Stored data

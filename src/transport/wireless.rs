//! Wireless (BLE) HID transport
//!
//! The radio stack needs time to settle after every state change and its
//! connectivity query is expensive, so this transport wraps the link in an
//! explicit lifecycle:
//!
//! ```text
//! Idle -> Initializing -> Ready <-> Disconnected
//!                           |            |
//!                           +-> ShuttingDown -> Idle
//! ```
//!
//! Sends are only attempted in `Ready`. Connectivity is polled at most once
//! per `poll_interval` (once per `startup_poll_interval` during the first
//! `startup_window` after bring-up); between polls the cached value is
//! returned.

use std::sync::Arc;
use std::time::{Duration, Instant};

use tracing::{debug, info, warn};

use super::{ConnectionState, HidTransport};
use crate::clock::Clock;
use crate::error::{LinkError, TransportError};
use crate::keys::{KeyCode, ModifierMask};

/// The BLE keyboard stack.
pub trait RadioLink: Send {
    /// Create the HID service and start advertising as `identity`.
    fn start(&mut self, identity: &str) -> Result<(), LinkError>;

    /// Stop advertising and release the radio.
    fn stop(&mut self);

    /// Live query of the GATT connection.
    fn is_connected(&mut self) -> bool;

    /// Send modifiers and key in a single report.
    fn press_raw(&mut self, key: KeyCode, modifiers: ModifierMask) -> Result<(), LinkError>;

    fn release_all(&mut self) -> Result<(), LinkError>;

    fn print(&mut self, text: &str) -> Result<(), LinkError>;
}

/// Outcome of a successful [`WirelessTransport::bind`].
#[derive(Debug, Clone, PartialEq, Eq)]
pub enum BindStatus {
    /// The stack was brought up with the requested identity.
    Started,
    /// Already running with the requested identity; nothing was done.
    Reused,
    /// Already running with a different identity. The link is never
    /// reinitialized while it may be connected, so `active` is still the
    /// advertised identity.
    IdentityKept { active: String },
}

/// Minimum waits and polling intervals of the wireless lifecycle.
#[derive(Debug, Clone, Copy, PartialEq, Eq)]
pub struct WirelessTiming {
    pub key_hold: Duration,
    pub release_settle: Duration,
    pub text_settle: Duration,
    /// Extra wait before a combo while inside `early_send_window`.
    pub early_send_settle: Duration,
    pub early_send_window: Duration,
    pub poll_interval: Duration,
    pub startup_poll_interval: Duration,
    pub startup_window: Duration,
    pub pre_init_settle: Duration,
    pub post_create_settle: Duration,
    pub post_begin_settle: Duration,
    pub shutdown_settle: Duration,
}

impl Default for WirelessTiming {
    fn default() -> Self {
        Self {
            key_hold: Duration::from_millis(100),
            release_settle: Duration::from_millis(100),
            text_settle: Duration::from_millis(20),
            early_send_settle: Duration::from_millis(50),
            early_send_window: Duration::from_secs(3),
            poll_interval: Duration::from_millis(100),
            startup_poll_interval: Duration::from_millis(500),
            startup_window: Duration::from_secs(2),
            pre_init_settle: Duration::from_millis(200),
            post_create_settle: Duration::from_millis(100),
            post_begin_settle: Duration::from_millis(100),
            shutdown_settle: Duration::from_millis(500),
        }
    }
}

/// BLE transport over a [`RadioLink`].
pub struct WirelessTransport<L: RadioLink> {
    link: L,
    clock: Arc<dyn Clock>,
    timing: WirelessTiming,
    state: ConnectionState,
    identity: Option<String>,
    ready_since: Option<Instant>,
    last_poll: Option<Instant>,
    connected: bool,
}

impl<L: RadioLink> WirelessTransport<L> {
    pub fn new(link: L, clock: Arc<dyn Clock>) -> Self {
        Self::with_timing(link, clock, WirelessTiming::default())
    }

    pub fn with_timing(link: L, clock: Arc<dyn Clock>, timing: WirelessTiming) -> Self {
        Self {
            link,
            clock,
            timing,
            state: ConnectionState::Idle,
            identity: None,
            ready_since: None,
            last_poll: None,
            connected: false,
        }
    }

    pub fn state(&self) -> ConnectionState {
        self.state
    }

    /// Identity currently advertised, if the stack is up.
    pub fn identity(&self) -> Option<&str> {
        self.identity.as_deref()
    }

    pub fn link(&self) -> &L {
        &self.link
    }

    pub fn link_mut(&mut self) -> &mut L {
        &mut self.link
    }

    /// Bring the stack up advertising as `identity`.
    pub fn bind(&mut self, identity: &str) -> Result<BindStatus, TransportError> {
        match self.state {
            ConnectionState::Initializing | ConnectionState::ShuttingDown => {
                warn!("BLE bind blocked: {:?}", self.state);
                return Err(TransportError::Busy(self.state));
            }
            ConnectionState::Ready | ConnectionState::Disconnected => {
                let active = self.identity.clone().unwrap_or_default();
                if active == identity {
                    debug!("BLE reusing running stack: {}", active);
                    return Ok(BindStatus::Reused);
                }
                warn!(
                    "BLE identity change to {:?} ignored while running; still advertising {:?}",
                    identity, active
                );
                return Ok(BindStatus::IdentityKept { active });
            }
            ConnectionState::Idle => {}
        }

        self.state = ConnectionState::Initializing;
        self.clock.sleep(self.timing.pre_init_settle);

        if let Err(e) = self.bring_up(identity) {
            warn!("BLE bring-up failed: {}", e);
            self.link.stop();
            self.identity = None;
            self.state = ConnectionState::Idle;
            return Err(TransportError::BringUp(e.to_string()));
        }

        let now = self.clock.now();
        self.identity = Some(identity.to_string());
        self.ready_since = Some(now);
        self.last_poll = None;
        self.connected = false;
        self.state = ConnectionState::Ready;
        info!("BLE keyboard up: {}", identity);
        Ok(BindStatus::Started)
    }

    fn bring_up(&mut self, identity: &str) -> Result<(), LinkError> {
        self.clock.sleep(self.timing.post_create_settle);
        self.link.start(identity)?;
        self.clock.sleep(self.timing.post_begin_settle);
        Ok(())
    }

    /// Tear the stack down and return to `Idle`. No-op when already idle.
    pub fn unbind(&mut self) {
        if self.state == ConnectionState::Idle {
            return;
        }
        self.state = ConnectionState::ShuttingDown;
        self.link.stop();
        self.clock.sleep(self.timing.shutdown_settle);

        self.identity = None;
        self.ready_since = None;
        self.last_poll = None;
        self.connected = false;
        self.state = ConnectionState::Idle;
        info!("BLE keyboard stopped");
    }

    /// Refresh connectivity from the link right away, bypassing the debounce.
    ///
    /// Meant for radio connect/disconnect callbacks.
    pub fn handle_connection(&mut self) {
        if self.is_up() {
            self.poll(self.clock.now());
        } else {
            self.connected = false;
        }
    }

    fn is_up(&self) -> bool {
        matches!(
            self.state,
            ConnectionState::Ready | ConnectionState::Disconnected
        )
    }

    fn in_window(&self, now: Instant, window: Duration) -> bool {
        self.ready_since
            .is_some_and(|since| now.saturating_duration_since(since) < window)
    }

    fn poll(&mut self, now: Instant) {
        self.last_poll = Some(now);
        self.connected = self.link.is_connected();
        let next = if self.connected {
            ConnectionState::Ready
        } else {
            ConnectionState::Disconnected
        };
        if next != self.state {
            info!("BLE {:?} -> {:?}", self.state, next);
            self.state = next;
        }
    }

    /// Gate shared by all sends: not mid-transition, link reported
    /// connected, state `Ready`.
    fn check_sendable(&mut self) -> Result<(), TransportError> {
        if matches!(
            self.state,
            ConnectionState::Initializing | ConnectionState::ShuttingDown
        ) {
            warn!("BLE send blocked: {:?}", self.state);
            return Err(TransportError::NotReady(self.state));
        }
        if !self.is_connected() {
            return Err(TransportError::NotConnected);
        }
        if self.state != ConnectionState::Ready {
            return Err(TransportError::NotReady(self.state));
        }
        Ok(())
    }

    fn mark_failed(&mut self, err: LinkError) -> TransportError {
        warn!("BLE send failed, marking disconnected: {}", err);
        self.connected = false;
        TransportError::Link(err)
    }

    fn press_and_release(
        &mut self,
        key: KeyCode,
        modifiers: ModifierMask,
    ) -> Result<(), LinkError> {
        self.link.press_raw(key, modifiers)?;
        self.clock.sleep(self.timing.key_hold);
        self.link.release_all()?;
        self.clock.sleep(self.timing.release_settle);
        Ok(())
    }
}

impl<L: RadioLink> HidTransport for WirelessTransport<L> {
    fn send_key_combo(
        &mut self,
        key: KeyCode,
        modifiers: ModifierMask,
    ) -> Result<(), TransportError> {
        self.check_sendable()?;

        if self.in_window(self.clock.now(), self.timing.early_send_window) {
            self.clock.sleep(self.timing.early_send_settle);
        }

        debug!("BLE combo key=0x{:02X} mods=0x{:02X}", key, modifiers.bits());
        self.press_and_release(key, modifiers)
            .map_err(|e| self.mark_failed(e))
    }

    fn send_text(&mut self, text: &str) -> Result<(), TransportError> {
        self.check_sendable()?;
        self.link.print(text).map_err(|e| self.mark_failed(e))?;
        self.clock.sleep(self.timing.text_settle);
        Ok(())
    }

    fn send_raw_sequence(&mut self, keys: &str) -> Result<(), TransportError> {
        warn!("BLE raw key sequence not supported: {}", keys);
        Err(TransportError::Unsupported(keys.to_string()))
    }

    fn pause(&mut self, duration: Duration) {
        self.clock.sleep(duration);
    }

    fn is_connected(&mut self) -> bool {
        if !self.is_up() {
            return false;
        }

        let now = self.clock.now();
        let interval = if self.in_window(now, self.timing.startup_window) {
            self.timing.startup_poll_interval
        } else {
            self.timing.poll_interval
        };
        let due = self
            .last_poll
            .is_none_or(|last| now.saturating_duration_since(last) >= interval);
        if due {
            self.poll(now);
        }
        self.connected
    }
}

impl<L: RadioLink> Drop for WirelessTransport<L> {
    fn drop(&mut self) {
        if self.state != ConnectionState::Idle {
            self.link.stop();
        }
    }
}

AIM OF THE TASK: Reproduce, character for character, only the lines of the preceding data that start at the line with "pub fn identity(&self)" and end at the line with "Bring the stack", both included.

REPLY:
    pub fn identity(&self) -> Option<&str> {
        self.identity.as_deref()
    }

    pub fn link(&self) -> &L {
        &self.link
    }

    pub fn link_mut(&mut self) -> &mut L {
        &mut self.link
    }

    /// Bring the stack up advertising as `identity`.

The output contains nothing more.